--- START ---

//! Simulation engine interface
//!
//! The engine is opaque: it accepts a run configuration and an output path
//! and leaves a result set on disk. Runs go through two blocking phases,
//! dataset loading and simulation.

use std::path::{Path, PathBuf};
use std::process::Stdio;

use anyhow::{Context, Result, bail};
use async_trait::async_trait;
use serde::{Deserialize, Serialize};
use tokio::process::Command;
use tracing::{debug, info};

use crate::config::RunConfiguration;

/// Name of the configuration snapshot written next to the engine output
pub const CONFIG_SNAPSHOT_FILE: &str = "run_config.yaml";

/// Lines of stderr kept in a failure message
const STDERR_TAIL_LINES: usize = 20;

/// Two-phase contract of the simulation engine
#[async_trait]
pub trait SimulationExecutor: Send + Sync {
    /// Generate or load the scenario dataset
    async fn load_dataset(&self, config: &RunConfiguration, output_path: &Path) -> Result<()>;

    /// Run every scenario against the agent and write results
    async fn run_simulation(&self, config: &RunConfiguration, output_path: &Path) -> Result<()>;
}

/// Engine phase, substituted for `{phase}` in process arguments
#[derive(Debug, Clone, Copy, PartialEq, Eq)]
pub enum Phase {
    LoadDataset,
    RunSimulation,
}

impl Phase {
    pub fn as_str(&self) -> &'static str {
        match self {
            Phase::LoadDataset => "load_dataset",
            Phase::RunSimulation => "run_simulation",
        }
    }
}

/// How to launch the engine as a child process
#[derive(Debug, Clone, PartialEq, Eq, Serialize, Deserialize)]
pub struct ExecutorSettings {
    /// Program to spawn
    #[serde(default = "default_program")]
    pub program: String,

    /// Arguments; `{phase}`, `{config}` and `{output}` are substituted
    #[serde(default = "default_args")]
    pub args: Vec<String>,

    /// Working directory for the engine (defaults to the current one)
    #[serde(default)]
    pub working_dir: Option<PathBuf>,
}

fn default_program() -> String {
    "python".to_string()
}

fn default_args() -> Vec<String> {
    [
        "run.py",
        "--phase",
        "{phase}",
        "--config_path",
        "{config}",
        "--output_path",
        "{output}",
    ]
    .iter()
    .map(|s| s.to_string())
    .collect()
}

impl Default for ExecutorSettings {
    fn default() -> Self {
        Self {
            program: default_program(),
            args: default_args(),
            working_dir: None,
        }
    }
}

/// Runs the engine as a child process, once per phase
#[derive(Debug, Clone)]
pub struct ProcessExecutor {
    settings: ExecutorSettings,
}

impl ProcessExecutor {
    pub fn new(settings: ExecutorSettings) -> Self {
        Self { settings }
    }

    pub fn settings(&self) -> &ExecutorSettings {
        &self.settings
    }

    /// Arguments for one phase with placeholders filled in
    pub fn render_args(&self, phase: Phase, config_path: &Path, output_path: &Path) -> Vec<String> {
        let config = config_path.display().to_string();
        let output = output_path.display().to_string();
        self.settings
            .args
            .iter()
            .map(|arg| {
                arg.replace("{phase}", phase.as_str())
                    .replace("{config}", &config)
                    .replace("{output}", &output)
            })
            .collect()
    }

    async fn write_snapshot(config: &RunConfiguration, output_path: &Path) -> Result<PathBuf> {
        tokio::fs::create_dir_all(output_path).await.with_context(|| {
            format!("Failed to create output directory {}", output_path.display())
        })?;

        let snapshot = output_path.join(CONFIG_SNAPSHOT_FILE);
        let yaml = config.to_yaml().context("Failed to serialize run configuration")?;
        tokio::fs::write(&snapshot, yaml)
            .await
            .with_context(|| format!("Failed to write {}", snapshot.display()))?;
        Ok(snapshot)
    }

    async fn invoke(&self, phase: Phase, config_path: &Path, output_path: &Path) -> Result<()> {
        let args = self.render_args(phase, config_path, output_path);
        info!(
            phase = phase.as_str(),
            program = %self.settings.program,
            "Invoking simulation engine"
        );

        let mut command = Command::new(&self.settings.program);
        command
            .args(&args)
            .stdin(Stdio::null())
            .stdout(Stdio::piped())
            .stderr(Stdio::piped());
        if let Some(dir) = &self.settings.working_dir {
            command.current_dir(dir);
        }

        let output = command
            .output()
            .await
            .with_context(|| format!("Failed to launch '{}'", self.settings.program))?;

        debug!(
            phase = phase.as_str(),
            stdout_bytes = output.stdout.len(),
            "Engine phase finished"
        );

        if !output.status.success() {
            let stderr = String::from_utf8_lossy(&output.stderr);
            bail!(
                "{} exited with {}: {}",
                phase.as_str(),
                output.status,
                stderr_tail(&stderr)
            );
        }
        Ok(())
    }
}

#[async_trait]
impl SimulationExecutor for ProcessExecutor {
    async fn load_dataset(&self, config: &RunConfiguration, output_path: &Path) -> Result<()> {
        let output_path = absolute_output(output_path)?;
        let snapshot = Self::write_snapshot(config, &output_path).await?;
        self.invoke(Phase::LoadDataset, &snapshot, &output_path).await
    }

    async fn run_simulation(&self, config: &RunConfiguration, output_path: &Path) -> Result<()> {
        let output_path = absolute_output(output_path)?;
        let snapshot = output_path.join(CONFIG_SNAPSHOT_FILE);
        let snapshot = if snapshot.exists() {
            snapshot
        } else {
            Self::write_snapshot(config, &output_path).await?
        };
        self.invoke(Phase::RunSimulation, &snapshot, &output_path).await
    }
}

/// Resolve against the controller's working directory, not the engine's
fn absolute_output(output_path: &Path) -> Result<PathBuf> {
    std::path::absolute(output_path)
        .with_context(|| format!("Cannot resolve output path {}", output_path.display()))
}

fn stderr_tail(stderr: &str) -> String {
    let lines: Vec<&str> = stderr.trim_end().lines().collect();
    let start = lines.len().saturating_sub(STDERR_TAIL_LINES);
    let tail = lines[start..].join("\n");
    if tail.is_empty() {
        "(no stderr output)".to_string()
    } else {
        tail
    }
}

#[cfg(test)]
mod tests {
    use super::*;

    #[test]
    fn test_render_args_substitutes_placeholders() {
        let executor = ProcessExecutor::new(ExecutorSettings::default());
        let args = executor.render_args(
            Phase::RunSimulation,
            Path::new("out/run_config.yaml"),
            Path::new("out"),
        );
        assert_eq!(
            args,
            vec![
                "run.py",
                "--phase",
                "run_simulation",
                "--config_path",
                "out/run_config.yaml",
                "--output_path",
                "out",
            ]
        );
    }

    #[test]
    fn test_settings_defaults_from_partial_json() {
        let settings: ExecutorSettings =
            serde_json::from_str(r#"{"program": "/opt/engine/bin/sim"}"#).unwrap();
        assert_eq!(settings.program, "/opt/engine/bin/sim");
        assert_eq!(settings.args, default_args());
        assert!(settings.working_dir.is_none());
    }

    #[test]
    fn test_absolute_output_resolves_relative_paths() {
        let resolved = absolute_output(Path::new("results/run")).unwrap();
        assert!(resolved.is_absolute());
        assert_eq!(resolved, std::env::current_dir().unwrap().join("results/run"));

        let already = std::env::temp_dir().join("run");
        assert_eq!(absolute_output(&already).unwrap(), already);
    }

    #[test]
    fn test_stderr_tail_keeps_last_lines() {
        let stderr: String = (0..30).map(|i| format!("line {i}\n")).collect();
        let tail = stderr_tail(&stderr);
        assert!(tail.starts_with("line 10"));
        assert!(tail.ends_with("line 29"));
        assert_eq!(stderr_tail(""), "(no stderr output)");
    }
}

--- END ---

### WORK REQUEST
Write out the data again in full. Match it exactly.

### EXERCISE OUTPUT
//! Simulation engine interface
//!
//! The engine is opaque: it accepts a run configuration and an output path
//! and leaves a result set on disk. Runs go through two blocking phases,
//! dataset loading and simulation.

use std::path::{Path, PathBuf};
use std::process::Stdio;

use anyhow::{Context, Result, bail};
use async_trait::async_trait;
use serde::{Deserialize, Serialize};
use tokio::process::Command;
use tracing::{debug, info};

use crate::config::RunConfiguration;

/// Name of the configuration snapshot written next to the engine output
pub const CONFIG_SNAPSHOT_FILE: &str = "run_config.yaml";

/// Lines of stderr kept in a failure message
const STDERR_TAIL_LINES: usize = 20;

/// Two-phase contract of the simulation engine
#[async_trait]
pub trait SimulationExecutor: Send + Sync {
    /// Generate or load the scenario dataset
    async fn load_dataset(&self, config: &RunConfiguration, output_path: &Path) -> Result<()>;

    /// Run every scenario against the agent and write results
    async fn run_simulation(&self, config: &RunConfiguration, output_path: &Path) -> Result<()>;
}

/// Engine phase, substituted for `{phase}` in process arguments
#[derive(Debug, Clone, Copy, PartialEq, Eq)]
pub enum Phase {
    LoadDataset,
    RunSimulation,
}

impl Phase {
    pub fn as_str(&self) -> &'static str {
        match self {
            Phase::LoadDataset => "load_dataset",
            Phase::RunSimulation => "run_simulation",
        }
    }
}

/// How to launch the engine as a child process
#[derive(Debug, Clone, PartialEq, Eq, Serialize, Deserialize)]
pub struct ExecutorSettings {
    /// Program to spawn
    #[serde(default = "default_program")]
    pub program: String,

    /// Arguments; `{phase}`, `{config}` and `{output}` are substituted
    #[serde(default = "default_args")]
    pub args: Vec<String>,

    /// Working directory for the engine (defaults to the current one)
    #[serde(default)]
    pub working_dir: Option<PathBuf>,
}

fn default_program() -> String {
    "python".to_string()
}

fn default_args() -> Vec<String> {
    [
        "run.py",
        "--phase",
        "{phase}",
        "--config_path",
        "{config}",
        "--output_path",
        "{output}",
    ]
    .iter()
    .map(|s| s.to_string())
    .collect()
}

impl Default for ExecutorSettings {
    fn default() -> Self {
        Self {
            program: default_program(),
            args: default_args(),
            working_dir: None,
        }
    }
}

/// Runs the engine as a child process, once per phase
#[derive(Debug, Clone)]
pub struct ProcessExecutor {
    settings: ExecutorSettings,
}

impl ProcessExecutor {
    pub fn new(settings: ExecutorSettings) -> Self {
        Self { settings }
    }

    pub fn settings(&self) -> &ExecutorSettings {
        &self.settings
    }

    /// Arguments for one phase with placeholders filled in
    pub fn render_args(&self, phase: Phase, config_path: &Path, output_path: &Path) -> Vec<String> {
        let config = config_path.display().to_string();
        let output = output_path.display().to_string();
        self.settings
            .args
            .iter()
            .map(|arg| {
                arg.replace("{phase}", phase.as_str())
                    .replace("{config}", &config)
                    .replace("{output}", &output)
            })
            .collect()
    }

    async fn write_snapshot(config: &RunConfiguration, output_path: &Path) -> Result<PathBuf> {
        tokio::fs::create_dir_all(output_path).await.with_context(|| {
            format!("Failed to create output directory {}", output_path.display())
        })?;

        let snapshot = output_path.join(CONFIG_SNAPSHOT_FILE);
        let yaml = config.to_yaml().context("Failed to serialize run configuration")?;
        tokio::fs::write(&snapshot, yaml)
            .await
            .with_context(|| format!("Failed to write {}", snapshot.display()))?;
        Ok(snapshot)
    }

    async fn invoke(&self, phase: Phase, config_path: &Path, output_path: &Path) -> Result<()> {
        let args = self.render_args(phase, config_path, output_path);
        info!(
            phase = phase.as_str(),
            program = %self.settings.program,
            "Invoking simulation engine"
        );

        let mut command = Command::new(&self.settings.program);
        command
            .args(&args)
            .stdin(Stdio::null())
            .stdout(Stdio::piped())
            .stderr(Stdio::piped());
        if let Some(dir) = &self.settings.working_dir {
            command.current_dir(dir);
        }

        let output = command
            .output()
            .await
            .with_context(|| format!("Failed to launch '{}'", self.settings.program))?;

        debug!(
            phase = phase.as_str(),
            stdout_bytes = output.stdout.len(),
            "Engine phase finished"
        );

        if !output.status.success() {
            let stderr = String::from_utf8_lossy(&output.stderr);
            bail!(
                "{} exited with {}: {}",
                phase.as_str(),
                output.status,
                stderr_tail(&stderr)
            );
        }
        Ok(())
    }
}

#[async_trait]
impl SimulationExecutor for ProcessExecutor {
    async fn load_dataset(&self, config: &RunConfiguration, output_path: &Path) -> Result<()> {
        let output_path = absolute_output(output_path)?;
        let snapshot = Self::write_snapshot(config, &output_path).await?;
        self.invoke(Phase::LoadDataset, &snapshot, &output_path).await
    }

    async fn run_simulation(&self, config: &RunConfiguration, output_path: &Path) -> Result<()> {
        let output_path = absolute_output(output_path)?;
        let snapshot = output_path.join(CONFIG_SNAPSHOT_FILE);
        let snapshot = if snapshot.exists() {
            snapshot
        } else {
            Self::write_snapshot(config, &output_path).await?
        };
        self.invoke(Phase::RunSimulation, &snapshot, &output_path).await
    }
}

/// Resolve against the controller's working directory, not the engine's
fn absolute_output(output_path: &Path) -> Result<PathBuf> {
    std::path::absolute(output_path)
        .with_context(|| format!("Cannot resolve output path {}", output_path.display()))
}

fn stderr_tail(stderr: &str) -> String {
    let lines: Vec<&str> = stderr.trim_end().lines().collect();
    let start = lines.len().saturating_sub(STDERR_TAIL_LINES);
    let tail = lines[start..].join("\n");
    if tail.is_empty() {
        "(no stderr output)".to_string()
    } else {
        tail
    }
}

#[cfg(test)]
mod tests {
    use super::*;

    #[test]
    fn test_render_args_substitutes_placeholders() {
        let executor = ProcessExecutor::new(ExecutorSettings::default());
        let args = executor.render_args(
            Phase::RunSimulation,
            Path::new("out/run_config.yaml"),
            Path::new("out"),
        );
        assert_eq!(
            args,
            vec![
                "run.py",
                "--phase",
                "run_simulation",
                "--config_path",
                "out/run_config.yaml",
                "--output_path",
                "out",
            ]
        );
    }

    #[test]
    fn test_settings_defaults_from_partial_json() {
        let settings: ExecutorSettings =
            serde_json::from_str(r#"{"program": "/opt/engine/bin/sim"}"#).unwrap();
        assert_eq!(settings.program, "/opt/engine/bin/sim");
        assert_eq!(settings.args, default_args());
        assert!(settings.working_dir.is_none());
    }

    #[test]
    fn test_absolute_output_resolves_relative_paths() {
        let resolved = absolute_output(Path::new("results/run")).unwrap();
        assert!(resolved.is_absolute());
        assert_eq!(resolved, std::env::current_dir().unwrap().join("results/run"));

        let already = std::env::temp_dir().join("run");
        assert_eq!(absolute_output(&already).unwrap(), already);
    }

    #[test]
    fn test_stderr_tail_keeps_last_lines() {
        let stderr: String = (0..30).map(|i| format!("line {i}\n")).collect();
        let tail = stderr_tail(&stderr);
        assert!(tail.starts_with("line 10"));
        assert!(tail.ends_with("line 29"));
        assert_eq!(stderr_tail(""), "(no stderr output)");
    }
}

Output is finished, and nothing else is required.